Nothing in the entries should be altered. Write them out in full.

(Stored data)
*** Begin section ***
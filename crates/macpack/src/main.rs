//! macpack - package and sign macOS applications

mod cli;
mod exit_codes;

use clap::Parser;
use tracing_subscriber::{layer::SubscriberExt, util::SubscriberInitExt, EnvFilter, Layer};

use cli::{output, Cli};

fn main() {
    let cli = Cli::parse();
    let _guard = init_tracing(cli.verbose);

    if let Err(e) = cli.execute() {
        output::error(&format!("{:#}", e));
        std::process::exit(exit_codes::for_error(&e));
    }
}

/// Set up tracing with two layers:
/// - Console: RUST_LOG, else `debug` with `--verbose` and `warn` without
/// - File: always debug-level JSON to ~/.macpack/logs/
fn init_tracing(verbose: bool) -> Option<tracing_appender::non_blocking::WorkerGuard> {
    let default_level = if verbose { "debug" } else { "warn" };
    let console_filter =
        EnvFilter::try_from_default_env().unwrap_or_else(|_| EnvFilter::new(default_level));

    if let Some(log_dir) = log_directory() {
        let file_appender = tracing_appender::rolling::daily(&log_dir, "macpack.log");
        let (non_blocking, guard) = tracing_appender::non_blocking(file_appender);

        tracing_subscriber::registry()
            .with(
                tracing_subscriber::fmt::layer()
                    .with_target(false)
                    .with_writer(std::io::stderr)
                    .with_filter(console_filter),
            )
            .with(
                tracing_subscriber::fmt::layer()
                    .json()
                    .with_writer(non_blocking)
                    .with_target(true)
                    .with_filter(EnvFilter::new("debug")),
            )
            .init();

        return Some(guard);
    }

    tracing_subscriber::registry()
        .with(
            tracing_subscriber::fmt::layer()
                .with_target(false)
                .with_writer(std::io::stderr)
                .with_filter(console_filter),
        )
        .init();

    None
}

/// Log directory, created if needed
fn log_directory() -> Option<std::path::PathBuf> {
    let log_dir = dirs::home_dir()?.join(".macpack").join("logs");
    std::fs::create_dir_all(&log_dir).ok()?;
    Some(log_dir)
}
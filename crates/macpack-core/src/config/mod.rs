//! Configuration system for macpack

pub mod defaults;
mod loader;
mod types;
pub mod validation;

pub use defaults::*;
pub use loader::*;
pub use types::*;
pub use validation::*;
//! Error types for macpack configuration

use std::path::PathBuf;
use thiserror::Error;

/// Result type alias using ConfigError
pub type Result<T> = std::result::Result<T, ConfigError>;

/// Configuration-related errors
#[derive(Debug, Error)]
pub enum ConfigError {
    /// Configuration file not found
    #[error("Configuration file not found at {0}")]
    NotFound(PathBuf),

    /// Failed to parse configuration
    #[error("Failed to parse configuration: {0}")]
    ParseError(String),

    /// Invalid configuration value
    #[error("Invalid configuration: {field} - {message}")]
    InvalidValue { field: String, message: String },

    /// Missing required field
    #[error("Missing required configuration field: {0}")]
    MissingField(String),

    /// YAML parsing error
    #[error("YAML parsing error: {0}")]
    YamlError(#[from] serde_yaml::Error),

    /// TOML parsing error
    #[error("TOML parsing error: {0}")]
    TomlError(#[from] toml::de::Error),

    /// IO error
    #[error("IO error reading config: {0}")]
    Io(#[from] std::io::Error),
}

impl ConfigError {
    /// Create an invalid value error
    pub fn invalid(field: impl Into<String>, message: impl Into<String>) -> Self {
        Self::InvalidValue {
            field: field.into(),
            message: message.into(),
        }
    }
}
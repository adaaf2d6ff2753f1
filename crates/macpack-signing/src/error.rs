//! Error types for signing operations

use thiserror::Error;

/// Result type alias for signing operations
pub type Result<T> = std::result::Result<T, SigningError>;

/// Signing-related errors
#[derive(Debug, Error)]
pub enum SigningError {
    /// A certificate link was given without its key password
    #[error("{credential} link is set, but its key password is not")]
    MissingPassword { credential: String },

    /// An explicit identity name spells out the certificate class
    #[error(
        "Please remove prefix \"{prefix}\" from the specified name; the matching certificate is chosen automatically"
    )]
    ReservedPrefix { prefix: String },

    /// An explicit identity name has no match in the keychain
    #[error("Identity name \"{0}\" is specified, but no valid identity with this name is in the keychain")]
    IdentityNotFound(String),

    /// App Store build without an installer identity
    #[error(
        "Cannot find a valid installer certificate: set CSC_INSTALLER_LINK, or install a \"3rd Party Mac Developer Installer\" identity"
    )]
    InstallerIdentityMissing,

    /// No identity could be found where signing is mandatory
    #[error("App is not signed: CSC_LINK or CSC_NAME are not specified, and no valid identity is in the keychain")]
    NoIdentity,

    /// Signing state contradicts the configured credentials
    #[error("Inconsistent signing state: {0}")]
    InconsistentState(String),

    /// External tool reported failure
    #[error("{tool} failed: {reason}")]
    ToolFailed { tool: String, reason: String },

    /// Keychain operation failed
    #[error("Keychain error: {0}")]
    Keychain(String),

    /// Certificate could not be fetched
    #[error("Failed to fetch certificate from {locator}: {reason}")]
    Download { locator: String, reason: String },

    /// IO error
    #[error("IO error: {0}")]
    Io(#[from] std::io::Error),
}

impl SigningError {
    /// Whether this error comes from configuration rather than a tool failure
    pub fn is_configuration_error(&self) -> bool {
        matches!(
            self,
            Self::MissingPassword { .. }
                | Self::ReservedPrefix { .. }
                | Self::IdentityNotFound(_)
                | Self::InstallerIdentityMissing
                | Self::NoIdentity
                | Self::InconsistentState(_)
        )
    }
}

#[cfg(test)]
mod tests {
    use super::*;

    #[test]
    fn test_reserved_prefix_message_names_prefix() {
        let err = SigningError::ReservedPrefix {
            prefix: "Developer ID Application:".to_string(),
        };
        assert!(err.to_string().contains("\"Developer ID Application:\""));
        assert!(err.is_configuration_error());
    }

    #[test]
    fn test_tool_failure_is_not_configuration() {
        let err = SigningError::ToolFailed {
            tool: "codesign".to_string(),
            reason: "resource fork not allowed".to_string(),
        };
        assert!(!err.is_configuration_error());
        assert_eq!(err.to_string(), "codesign failed: resource fork not allowed");
    }
}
*** End section ***
- **Output**
filename crates/macpack/src/main.rs
//! macpack - package and sign macOS applications

mod cli;
mod exit_codes;

use clap::Parser;
use tracing_subscriber::{layer::SubscriberExt, util::SubscriberInitExt, EnvFilter, Layer};

use cli::{output, Cli};

fn main() {
    let cli = Cli::parse();
    let _guard = init_tracing(cli.verbose);

    if let Err(e) = cli.execute() {
        output::error(&format!("{:#}", e));
        std::process::exit(exit_codes::for_error(&e));
    }
}

/// Set up tracing with two layers:
/// - Console: RUST_LOG, else `debug` with `--verbose` and `warn` without
/// - File: always debug-level JSON to ~/.macpack/logs/
fn init_tracing(verbose: bool) -> Option<tracing_appender::non_blocking::WorkerGuard> {
    let default_level = if verbose { "debug" } else { "warn" };
    let console_filter =
        EnvFilter::try_from_default_env().unwrap_or_else(|_| EnvFilter::new(default_level));

    if let Some(log_dir) = log_directory() {
        let file_appender = tracing_appender::rolling::daily(&log_dir, "macpack.log");
        let (non_blocking, guard) = tracing_appender::non_blocking(file_appender);

        tracing_subscriber::registry()
            .with(
                tracing_subscriber::fmt::layer()
                    .with_target(false)
                    .with_writer(std::io::stderr)
                    .with_filter(console_filter),
            )
            .with(
                tracing_subscriber::fmt::layer()
                    .json()
                    .with_writer(non_blocking)
                    .with_target(true)
                    .with_filter(EnvFilter::new("debug")),
            )
            .init();

        return Some(guard);
    }

    tracing_subscriber::registry()
        .with(
            tracing_subscriber::fmt::layer()
                .with_target(false)
                .with_writer(std::io::stderr)
                .with_filter(console_filter),
        )
        .init();

    None
}

/// Log directory, created if needed
fn log_directory() -> Option<std::path::PathBuf> {
    let log_dir = dirs::home_dir()?.join(".macpack").join("logs");
    std::fs::create_dir_all(&log_dir).ok()?;
    Some(log_dir)
}
filename crates/macpack-core/src/config/mod.rs
//! Configuration system for macpack

pub mod defaults;
mod loader;
mod types;
pub mod validation;

pub use defaults::*;
pub use loader::*;
pub use types::*;
pub use validation::*;
//! Error types for macpack configuration

use std::path::PathBuf;
use thiserror::Error;

/// Result type alias using ConfigError
pub type Result<T> = std::result::Result<T, ConfigError>;

/// Configuration-related errors
#[derive(Debug, Error)]
pub enum ConfigError {
    /// Configuration file not found
    #[error("Configuration file not found at {0}")]
    NotFound(PathBuf),

    /// Failed to parse configuration
    #[error("Failed to parse configuration: {0}")]
    ParseError(String),

    /// Invalid configuration value
    #[error("Invalid configuration: {field} - {message}")]
    InvalidValue { field: String, message: String },

    /// Missing required field
    #[error("Missing required configuration field: {0}")]
    MissingField(String),

    /// YAML parsing error
    #[error("YAML parsing error: {0}")]
    YamlError(#[from] serde_yaml::Error),

    /// TOML parsing error
    #[error("TOML parsing error: {0}")]
    TomlError(#[from] toml::de::Error),

    /// IO error
    #[error("IO error reading config: {0}")]
    Io(#[from] std::io::Error),
}

impl ConfigError {
    /// Create an invalid value error
    pub fn invalid(field: impl Into<String>, message: impl Into<String>) -> Self {
        Self::InvalidValue {
            field: field.into(),
            message: message.into(),
        }
    }
}
repository adaaf2d6ff2753f1
filename crates/macpack-signing/src/error.rs
//! Error types for signing operations

use thiserror::Error;

/// Result type alias for signing operations
pub type Result<T> = std::result::Result<T, SigningError>;

/// Signing-related errors
#[derive(Debug, Error)]
pub enum SigningError {
    /// A certificate link was given without its key password
    #[error("{credential} link is set, but its key password is not")]
    MissingPassword { credential: String },

    /// An explicit identity name spells out the certificate class
    #[error(
        "Please remove prefix \"{prefix}\" from the specified name; the matching certificate is chosen automatically"
    )]
    ReservedPrefix { prefix: String },

    /// An explicit identity name has no match in the keychain
    #[error("Identity name \"{0}\" is specified, but no valid identity with this name is in the keychain")]
    IdentityNotFound(String),

    /// App Store build without an installer identity
    #[error(
        "Cannot find a valid installer certificate: set CSC_INSTALLER_LINK, or install a \"3rd Party Mac Developer Installer\" identity"
    )]
    InstallerIdentityMissing,

    /// No identity could be found where signing is mandatory
    #[error("App is not signed: CSC_LINK or CSC_NAME are not specified, and no valid identity is in the keychain")]
    NoIdentity,

    /// Signing state contradicts the configured credentials
    #[error("Inconsistent signing state: {0}")]
    InconsistentState(String),

    /// External tool reported failure
    #[error("{tool} failed: {reason}")]
    ToolFailed { tool: String, reason: String },

    /// Keychain operation failed
    #[error("Keychain error: {0}")]
    Keychain(String),

    /// Certificate could not be fetched
    #[error("Failed to fetch certificate from {locator}: {reason}")]
    Download { locator: String, reason: String },

    /// IO error
    #[error("IO error: {0}")]
    Io(#[from] std::io::Error),
}

impl SigningError {
    /// Whether this error comes from configuration rather than a tool failure
    pub fn is_configuration_error(&self) -> bool {
        matches!(
            self,
            Self::MissingPassword { .. }
                | Self::ReservedPrefix { .. }
                | Self::IdentityNotFound(_)
                | Self::InstallerIdentityMissing
                | Self::NoIdentity
                | Self::InconsistentState(_)
        )
    }
}

#[cfg(test)]
mod tests {
    use super::*;

    #[test]
    fn test_reserved_prefix_message_names_prefix() {
        let err = SigningError::ReservedPrefix {
            prefix: "Developer ID Application:".to_string(),
        };
        assert!(err.to_string().contains("\"Developer ID Application:\""));
        assert!(err.is_configuration_error());
    }

    #[test]
    fn test_tool_failure_is_not_configuration() {
        let err = SigningError::ToolFailed {
            tool: "codesign".to_string(),
            reason: "resource fork not allowed".to_string(),
        };
        assert!(!err.is_configuration_error());
        assert_eq!(err.to_string(), "codesign failed: resource fork not allowed");
    }
}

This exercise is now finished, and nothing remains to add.